▶ Assigned task:
Read the records and gather each line that includes "VlanStore".

***

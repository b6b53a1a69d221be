//! Domain Ports - Core trait definitions for the VLAN manager
//!
//! These traits define the boundaries between the domain logic and external systems.
//! Adapters implement these traits to provide concrete functionality.

use crate::domain::record_set::RecordSet;
use crate::error::Result;
use async_trait::async_trait;
use std::sync::Arc;

// =============================================================================
// VLAN Store Port
// =============================================================================

/// Port for persisting the whole VLAN record set
///
/// The set is always read and written as one document; there is no
/// per-record update. Implementations report every failure as
/// `Error::StorageUnavailable` and never retry on their own.
#[async_trait]
pub trait VlanStore: Send + Sync {
    /// Load the current record set, creating empty storage if none exists
    ///
    /// Never replaces or rewrites existing data; callers may load without
    /// holding any lock.
    async fn load(&self) -> Result<RecordSet>;

    /// Replace the stored record set atomically
    async fn save(&self, records: &RecordSet) -> Result<()>;

    /// Check that storage is readable and writable, without changing data
    async fn health_check(&self) -> bool;

    /// Get backend name
    fn backend_name(&self) -> &str;
}

// =============================================================================
// Type Aliases for Arc'd Traits
// =============================================================================

pub type VlanStoreRef = Arc<dyn VlanStore>;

***

▶ Result for this exercise:
pub trait VlanStore: Send + Sync {
pub type VlanStoreRef = Arc<dyn VlanStore>;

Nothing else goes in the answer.